**What the exercise asks**
Beginning with the first line below, please repeat the material exactly, ending with the line that includes "pub const DELAY_LOOP_OVERHEAD: u32 = 8;".

**Available data**
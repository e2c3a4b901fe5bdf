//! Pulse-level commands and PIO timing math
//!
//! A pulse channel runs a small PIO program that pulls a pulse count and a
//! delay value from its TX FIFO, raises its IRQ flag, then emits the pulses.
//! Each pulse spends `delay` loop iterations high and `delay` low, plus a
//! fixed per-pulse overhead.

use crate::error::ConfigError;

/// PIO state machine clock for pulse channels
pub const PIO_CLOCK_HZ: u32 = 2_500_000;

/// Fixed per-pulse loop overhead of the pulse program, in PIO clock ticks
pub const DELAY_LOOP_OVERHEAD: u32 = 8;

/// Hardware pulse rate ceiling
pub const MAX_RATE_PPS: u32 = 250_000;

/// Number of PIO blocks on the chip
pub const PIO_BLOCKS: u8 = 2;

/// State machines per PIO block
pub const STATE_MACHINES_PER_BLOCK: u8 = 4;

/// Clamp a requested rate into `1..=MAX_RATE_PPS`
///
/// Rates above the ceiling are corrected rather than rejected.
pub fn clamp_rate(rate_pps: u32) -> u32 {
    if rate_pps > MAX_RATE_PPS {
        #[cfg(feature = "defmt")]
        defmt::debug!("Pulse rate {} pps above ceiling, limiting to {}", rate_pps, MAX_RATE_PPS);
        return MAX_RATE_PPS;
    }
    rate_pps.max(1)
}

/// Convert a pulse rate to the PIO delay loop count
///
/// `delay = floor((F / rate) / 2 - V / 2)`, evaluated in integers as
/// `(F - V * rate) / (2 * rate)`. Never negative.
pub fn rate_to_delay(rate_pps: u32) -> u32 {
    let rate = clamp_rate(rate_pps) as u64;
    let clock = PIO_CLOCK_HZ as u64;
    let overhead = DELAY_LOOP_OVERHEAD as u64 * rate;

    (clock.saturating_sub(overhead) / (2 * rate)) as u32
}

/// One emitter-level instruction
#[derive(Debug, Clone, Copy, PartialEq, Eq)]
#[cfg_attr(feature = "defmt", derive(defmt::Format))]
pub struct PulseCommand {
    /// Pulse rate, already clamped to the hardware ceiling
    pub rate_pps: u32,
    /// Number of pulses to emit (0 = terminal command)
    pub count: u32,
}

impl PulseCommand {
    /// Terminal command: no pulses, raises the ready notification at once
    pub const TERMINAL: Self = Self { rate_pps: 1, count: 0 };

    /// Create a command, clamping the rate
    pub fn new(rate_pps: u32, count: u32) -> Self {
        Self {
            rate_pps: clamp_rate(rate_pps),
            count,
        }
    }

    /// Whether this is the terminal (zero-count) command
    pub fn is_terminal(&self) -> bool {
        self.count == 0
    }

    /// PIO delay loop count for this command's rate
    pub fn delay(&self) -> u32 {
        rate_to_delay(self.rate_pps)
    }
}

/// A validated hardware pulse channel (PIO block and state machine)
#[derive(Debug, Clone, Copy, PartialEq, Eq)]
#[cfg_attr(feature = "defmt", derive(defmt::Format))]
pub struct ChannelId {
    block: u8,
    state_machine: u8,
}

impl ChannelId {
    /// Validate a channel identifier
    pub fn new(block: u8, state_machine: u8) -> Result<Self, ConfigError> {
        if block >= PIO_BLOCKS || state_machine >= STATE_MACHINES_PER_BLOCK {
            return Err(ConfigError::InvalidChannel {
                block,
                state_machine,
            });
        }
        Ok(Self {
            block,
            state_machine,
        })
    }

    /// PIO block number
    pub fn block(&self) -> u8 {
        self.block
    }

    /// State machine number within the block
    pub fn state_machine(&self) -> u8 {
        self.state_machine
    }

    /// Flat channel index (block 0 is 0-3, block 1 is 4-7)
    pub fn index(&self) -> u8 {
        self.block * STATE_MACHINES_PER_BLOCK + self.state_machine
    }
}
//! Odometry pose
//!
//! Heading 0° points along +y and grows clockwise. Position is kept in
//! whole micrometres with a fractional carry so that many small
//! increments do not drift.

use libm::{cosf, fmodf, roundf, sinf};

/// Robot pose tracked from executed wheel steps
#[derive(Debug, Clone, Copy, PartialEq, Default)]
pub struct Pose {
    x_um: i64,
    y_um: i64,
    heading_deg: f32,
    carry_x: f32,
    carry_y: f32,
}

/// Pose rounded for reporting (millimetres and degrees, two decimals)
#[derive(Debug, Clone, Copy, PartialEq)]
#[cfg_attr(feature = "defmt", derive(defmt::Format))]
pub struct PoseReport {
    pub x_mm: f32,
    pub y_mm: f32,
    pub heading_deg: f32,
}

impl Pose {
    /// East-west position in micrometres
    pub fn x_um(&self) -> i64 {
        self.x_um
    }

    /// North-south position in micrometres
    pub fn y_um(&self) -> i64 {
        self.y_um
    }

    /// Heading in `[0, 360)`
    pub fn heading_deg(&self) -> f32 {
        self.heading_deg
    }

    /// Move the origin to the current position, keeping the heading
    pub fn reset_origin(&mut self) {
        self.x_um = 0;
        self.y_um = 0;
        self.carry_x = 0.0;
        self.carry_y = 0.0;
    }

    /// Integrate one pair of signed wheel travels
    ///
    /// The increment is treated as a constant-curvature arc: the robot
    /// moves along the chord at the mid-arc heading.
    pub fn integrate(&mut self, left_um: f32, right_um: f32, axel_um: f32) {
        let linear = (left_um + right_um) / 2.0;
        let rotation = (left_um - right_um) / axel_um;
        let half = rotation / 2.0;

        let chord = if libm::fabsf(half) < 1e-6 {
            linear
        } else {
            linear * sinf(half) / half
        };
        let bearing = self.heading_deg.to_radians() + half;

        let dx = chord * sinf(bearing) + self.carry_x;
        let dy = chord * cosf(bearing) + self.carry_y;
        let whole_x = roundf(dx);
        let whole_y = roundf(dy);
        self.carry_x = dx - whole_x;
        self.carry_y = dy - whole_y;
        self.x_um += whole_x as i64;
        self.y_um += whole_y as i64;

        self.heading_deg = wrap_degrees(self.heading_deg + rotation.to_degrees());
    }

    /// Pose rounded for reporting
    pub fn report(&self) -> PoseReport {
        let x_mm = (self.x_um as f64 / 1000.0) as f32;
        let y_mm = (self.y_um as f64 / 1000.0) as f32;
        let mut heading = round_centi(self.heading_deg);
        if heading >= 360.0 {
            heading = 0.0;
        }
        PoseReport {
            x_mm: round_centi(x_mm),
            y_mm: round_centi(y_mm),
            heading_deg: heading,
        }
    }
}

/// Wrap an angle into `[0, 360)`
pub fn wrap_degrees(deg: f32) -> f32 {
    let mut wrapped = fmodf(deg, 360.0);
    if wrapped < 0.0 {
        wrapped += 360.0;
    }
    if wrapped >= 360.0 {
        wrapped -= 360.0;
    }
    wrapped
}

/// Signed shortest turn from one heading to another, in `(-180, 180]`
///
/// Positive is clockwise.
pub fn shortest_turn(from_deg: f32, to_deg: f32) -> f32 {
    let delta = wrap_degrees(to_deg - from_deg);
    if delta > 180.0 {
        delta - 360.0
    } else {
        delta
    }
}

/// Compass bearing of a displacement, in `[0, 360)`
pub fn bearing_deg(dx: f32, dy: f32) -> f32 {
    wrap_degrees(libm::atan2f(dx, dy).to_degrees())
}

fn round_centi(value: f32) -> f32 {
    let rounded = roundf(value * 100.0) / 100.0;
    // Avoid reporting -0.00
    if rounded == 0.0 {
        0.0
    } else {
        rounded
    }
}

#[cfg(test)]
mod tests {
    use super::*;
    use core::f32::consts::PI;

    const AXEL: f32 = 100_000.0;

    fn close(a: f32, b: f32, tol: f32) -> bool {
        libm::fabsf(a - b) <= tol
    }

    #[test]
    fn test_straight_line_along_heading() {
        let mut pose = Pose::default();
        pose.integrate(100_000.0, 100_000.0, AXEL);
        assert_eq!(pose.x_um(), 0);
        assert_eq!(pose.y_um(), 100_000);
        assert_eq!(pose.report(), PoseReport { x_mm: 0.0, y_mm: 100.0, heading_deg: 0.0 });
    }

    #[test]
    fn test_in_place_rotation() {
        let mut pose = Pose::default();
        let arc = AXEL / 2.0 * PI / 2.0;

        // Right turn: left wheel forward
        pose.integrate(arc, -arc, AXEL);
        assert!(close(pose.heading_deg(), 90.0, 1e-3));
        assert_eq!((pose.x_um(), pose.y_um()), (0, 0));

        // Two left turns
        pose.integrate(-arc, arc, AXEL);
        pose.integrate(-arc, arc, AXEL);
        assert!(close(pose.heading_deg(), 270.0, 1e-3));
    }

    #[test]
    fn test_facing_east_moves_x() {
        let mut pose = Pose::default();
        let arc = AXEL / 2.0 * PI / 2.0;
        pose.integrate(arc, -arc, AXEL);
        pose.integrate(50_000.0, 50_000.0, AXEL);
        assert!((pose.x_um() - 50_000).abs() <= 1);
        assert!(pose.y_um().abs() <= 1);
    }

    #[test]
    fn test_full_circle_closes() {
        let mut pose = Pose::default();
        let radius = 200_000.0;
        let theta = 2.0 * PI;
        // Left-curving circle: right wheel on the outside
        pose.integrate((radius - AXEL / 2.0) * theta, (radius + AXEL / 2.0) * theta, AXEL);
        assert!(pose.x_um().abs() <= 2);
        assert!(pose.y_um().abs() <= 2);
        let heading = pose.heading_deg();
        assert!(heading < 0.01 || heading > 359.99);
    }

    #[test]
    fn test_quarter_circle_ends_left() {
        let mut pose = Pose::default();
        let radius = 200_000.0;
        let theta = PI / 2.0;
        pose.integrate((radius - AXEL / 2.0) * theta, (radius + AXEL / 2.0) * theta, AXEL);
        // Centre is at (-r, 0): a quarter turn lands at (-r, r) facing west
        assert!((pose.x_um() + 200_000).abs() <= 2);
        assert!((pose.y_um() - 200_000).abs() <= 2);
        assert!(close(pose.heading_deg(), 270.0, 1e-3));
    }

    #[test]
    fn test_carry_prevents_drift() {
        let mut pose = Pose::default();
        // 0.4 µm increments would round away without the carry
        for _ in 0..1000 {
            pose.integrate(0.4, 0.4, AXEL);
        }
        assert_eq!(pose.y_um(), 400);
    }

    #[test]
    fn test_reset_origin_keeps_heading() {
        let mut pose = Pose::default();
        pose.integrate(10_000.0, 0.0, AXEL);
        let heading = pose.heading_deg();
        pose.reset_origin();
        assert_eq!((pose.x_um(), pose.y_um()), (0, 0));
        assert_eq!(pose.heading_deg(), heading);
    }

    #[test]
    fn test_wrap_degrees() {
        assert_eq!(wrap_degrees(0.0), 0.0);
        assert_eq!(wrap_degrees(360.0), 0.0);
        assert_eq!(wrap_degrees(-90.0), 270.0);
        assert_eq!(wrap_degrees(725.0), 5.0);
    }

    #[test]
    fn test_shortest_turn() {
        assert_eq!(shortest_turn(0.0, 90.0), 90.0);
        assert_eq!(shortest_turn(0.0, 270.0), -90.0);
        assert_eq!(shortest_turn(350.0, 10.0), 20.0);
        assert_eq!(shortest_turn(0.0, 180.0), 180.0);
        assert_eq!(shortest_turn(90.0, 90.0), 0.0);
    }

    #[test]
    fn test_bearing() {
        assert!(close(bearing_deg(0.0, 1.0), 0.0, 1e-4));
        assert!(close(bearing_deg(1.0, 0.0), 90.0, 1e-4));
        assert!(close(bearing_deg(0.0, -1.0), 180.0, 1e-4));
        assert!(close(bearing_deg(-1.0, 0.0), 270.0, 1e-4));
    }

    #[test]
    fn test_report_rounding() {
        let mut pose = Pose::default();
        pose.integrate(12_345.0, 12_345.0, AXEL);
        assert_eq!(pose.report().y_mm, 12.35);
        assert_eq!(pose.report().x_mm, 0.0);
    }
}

**Solution below**
repository e2c3a4b901fe5bdf
//! Pulse-level commands and PIO timing math
//!
//! A pulse channel runs a small PIO program that pulls a pulse count and a
//! delay value from its TX FIFO, raises its IRQ flag, then emits the pulses.
//! Each pulse spends `delay` loop iterations high and `delay` low, plus a
//! fixed per-pulse overhead.

use crate::error::ConfigError;

/// PIO state machine clock for pulse channels
pub const PIO_CLOCK_HZ: u32 = 2_500_000;

/// Fixed per-pulse loop overhead of the pulse program, in PIO clock ticks
pub const DELAY_LOOP_OVERHEAD: u32 = 8;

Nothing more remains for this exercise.